A masterplan to fight back against menacing gulls in Moray’s biggest town is being drawn up following a surge in complaints.
Residents in Elgin were forced to endure sleepless nights during last year’s summer months due to shrieks from the birds amid reports of holidaymakers cutting short trips as a result.
Now Moray Council is developing a pilot scheme to curb nuisance from the feathered foes involving the oiling of eggs in residential areas.
Action had previously been ruled out due to the prospect of extra expense for the cash-strapped authority.
However, now proposals are being drawn up using a combination of cash from the town’s common good fund and housing department.
Last night, Robertson Drive resident Elaine Chapman, who has already endured early mornings this year as a result of the birds, backed the move.
She said: “I think the council’s a bit late coming up with measures to control them but it’s a good idea now if it controls the breeding, and the racket.”
Elgin City South councillor John Divers explained reports of incidents had increased last year – revealing one man had blood pouring from his head after being scratched by a bird.
He said: “It’s just a pilot scheme at the moment to see how it goes with a view to extending it.
“It can take three to five years before you see the results though because oiling only prevents birds from being born, it doesn’t do anything about the existing ones until they get the message.
“I think it’s one of the best uses of common good finances though that I have seen for years.”
Egg oiling is considered by experts to be 100% effective and a humane method of bird control if carried out at the right time of year.
Dipping the eggs in paraffin prevents the unborn bird from maturing to the point of hatching while the parent will remain unaware it has been interfered with and will continue to sit on it.
A Moray Council spokeswoman said: “We’re looking to commission a specialist contractor for a pilot project to control nuisance from seagulls, mainly involving the oiling of eggs.
“The pilot will cover buildings in Kingsmill, South Lesmurdie and parts of New Elgin.

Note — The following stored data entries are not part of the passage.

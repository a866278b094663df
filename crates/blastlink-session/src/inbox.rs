//! The queue between the receive loop and the game loop.

use std::net::SocketAddr;
use std::sync::{Mutex, PoisonError};

use blastlink_protocol::Envelope;

/// One received message, tagged with where it came from.
#[derive(Debug, Clone, PartialEq, Eq)]
pub struct Inbound {
    pub envelope: Envelope,
    pub from: Option<SocketAddr>,
}

/// FIFO of received messages.
///
/// The receive loop pushes, the game loop drains once per frame. A plain
/// mutex is enough: both sides hold it for a push or a swap, never across
/// an `.await`.
#[derive(Debug, Default)]
pub struct Inbox {
    queue: Mutex<Vec<Inbound>>,
}

impl Inbox {
    pub fn new() -> Self {
        Self::default()
    }

    pub fn push(&self, inbound: Inbound) {
        self.queue
            .lock()
            .unwrap_or_else(PoisonError::into_inner)
            .push(inbound);
    }

    /// Takes everything queued so far, in arrival order.
    pub fn drain(&self) -> Vec<Inbound> {
        std::mem::take(&mut *self.queue.lock().unwrap_or_else(PoisonError::into_inner))
    }

    pub fn len(&self) -> usize {
        self.queue.lock().unwrap_or_else(PoisonError::into_inner).len()
    }

    pub fn is_empty(&self) -> bool {
        self.len() == 0
    }
}

#[cfg(test)]
mod tests {
    use super::*;
    use blastlink_protocol::{Message, ObjectDestroyed};

    fn destroyed(x: i32) -> Inbound {
        Inbound {
            envelope: Envelope::new(Message::ObjectDestroyed(ObjectDestroyed { x, y: 0 })),
            from: None,
        }
    }

    #[test]
    fn test_drain_returns_in_arrival_order() {
        let inbox = Inbox::new();
        inbox.push(destroyed(1));
        inbox.push(destroyed(2));
        inbox.push(destroyed(3));

        let drained = inbox.drain();
        let xs: Vec<i32> = drained
            .iter()
            .map(|inbound| match &inbound.envelope.message {
                Message::ObjectDestroyed(d) => d.x,
                other => panic!("unexpected {other:?}"),
            })
            .collect();
        assert_eq!(xs, vec![1, 2, 3]);
    }

    #[test]
    fn test_drain_delivers_exactly_once() {
        let inbox = Inbox::new();
        inbox.push(destroyed(1));

        assert_eq!(inbox.drain().len(), 1);
        assert!(inbox.drain().is_empty());
        assert!(inbox.is_empty());
    }

    #[test]
    fn test_push_from_other_threads() {
        let inbox = std::sync::Arc::new(Inbox::new());
        let handles: Vec<_> = (0..4)
            .map(|i| {
                let inbox = inbox.clone();
                std::thread::spawn(move || {
                    for _ in 0..25 {
                        inbox.push(destroyed(i));
                    }
                })
            })
            .collect();
        for handle in handles {
            handle.join().unwrap();
        }
        assert_eq!(inbox.len(), 100);
    }
}
//! The receive loop: socket bytes in, inbox entries out.
//!
//! One loop runs per socket. It reads with a short timeout so it can
//! notice cancellation promptly, feeds whatever arrived through the
//! [`FrameCodec`] decoder, and handles the few control messages that
//! change link state before queuing every message for the game.
//!
//! Undecodable frames are skipped. The decoder consumes the whole frame
//! before reporting the error, so one bad frame never desynchronizes the
//! stream. Only a run of `max_protocol_errors` bad frames in a row drops
//! the connection.

use std::net::SocketAddr;

use blastlink_protocol::{Codec, Envelope, FrameCodec, GameOverReason, Message, PeerRole};
use bytes::BytesMut;
use tokio::io::{AsyncRead, AsyncReadExt};
use tokio_util::codec::Decoder;
use tokio_util::sync::CancellationToken;
use tracing::{debug, trace, warn};

use crate::inbox::Inbound;
use crate::link::Link;

const READ_CHUNK: usize = 8 * 1024;

/// Runs until the peer closes the socket, a read fails, too many bad
/// frames arrive in a row, or `cancel` fires.
///
/// Every exit except cancellation marks the link dead. On cancellation
/// the flags are left to whoever cancelled.
pub async fn run_receive_loop<R, C>(
    mut reader: R,
    link: Link,
    mut codec: FrameCodec<C>,
    cancel: CancellationToken,
    from: Option<SocketAddr>,
) where
    R: AsyncRead + Unpin,
    C: Codec,
{
    let read_timeout = link.config().read_timeout;
    let max_errors = link.config().max_protocol_errors;
    let mut buf = BytesMut::with_capacity(READ_CHUNK);
    let mut consecutive_errors = 0u32;

    let reason = 'session: loop {
        if cancel.is_cancelled() {
            debug!("receive loop cancelled");
            return;
        }

        // read_buf reports 0 on a full buffer, which would look like EOF.
        buf.reserve(READ_CHUNK);
        match tokio::time::timeout(read_timeout, reader.read_buf(&mut buf)).await {
            Err(_) => continue,
            Ok(Ok(0)) => break 'session "peer closed the connection",
            Ok(Ok(n)) => link.stats().record_bytes(n),
            Ok(Err(e)) => {
                if cancel.is_cancelled() {
                    return;
                }
                warn!(error = %e, "read failed");
                link.stats().record_connection_error();
                break 'session "read failed";
            }
        }

        loop {
            match codec.decode(&mut buf) {
                Ok(Some(envelope)) => {
                    consecutive_errors = 0;
                    handle_envelope(&link, envelope, from);
                }
                Ok(None) => break,
                Err(e) => {
                    consecutive_errors += 1;
                    link.stats().record_protocol_error();
                    warn!(error = %e, consecutive_errors, "dropping bad frame");
                    if consecutive_errors >= max_errors {
                        break 'session "too many bad frames";
                    }
                }
            }
        }
    };

    link.mark_dead(reason);
}

/// Applies link-level side effects of `envelope`, then queues it.
fn handle_envelope(link: &Link, envelope: Envelope, from: Option<SocketAddr>) {
    link.touch();
    link.stats().record_received();
    trace!(kind = %envelope.kind(), "frame received");

    match &envelope.message {
        Message::ConnectionAccepted(accepted) if link.role() == PeerRole::Client => {
            if link.mark_established(accepted.assigned_player_id) {
                debug!(player = %accepted.assigned_player_id, "handshake accepted");
            }
        }
        Message::ConnectionCheck(_) if link.role() == PeerRole::Host => {
            if let Err(e) = link.send(Message::connection_check()) {
                debug!(error = %e, "could not answer connection check");
            }
        }
        Message::GameOver(over)
            if matches!(
                over.reason,
                GameOverReason::Disconnect | GameOverReason::SessionFull
            ) =>
        {
            debug!(reason = %over.reason, "peer is leaving");
            link.mark_farewell(over.reason.clone());
        }
        _ => {}
    }

    link.inbox().push(Inbound { envelope, from });
}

“We’re aiming to have a contractor in place in late April or early May, before the start of the hatching season.”
The length battle against gulls in Elgin
Gulls have long been a thorn in the side of Elgin residents during the warm summer months.
Lasers were deployed fort the first time in the fight against them in the town centre last year to prevent them from settling on rooftops.
Elgin’s business improvement district, which funded the work, says the efforts resulted in a decrease in the amount of young and mess seen last year and the equipment is expected to return this year.
The technology has proved effective due to the birds perceiving the light beam as a physical object and fly off to avoid it.
The turf war has extended to retail parks though, where one gull was caught on film swiping a pack of bacon out of a supermarket trolley when the shopper had their back turned in the car park.
Footage of the crafty creature went viral online with more than 13,000 people viewing it within a day of the steal.
Physical injuries have also been reported as a result of the birds with some experiencing bloodied heads as a result of altercations.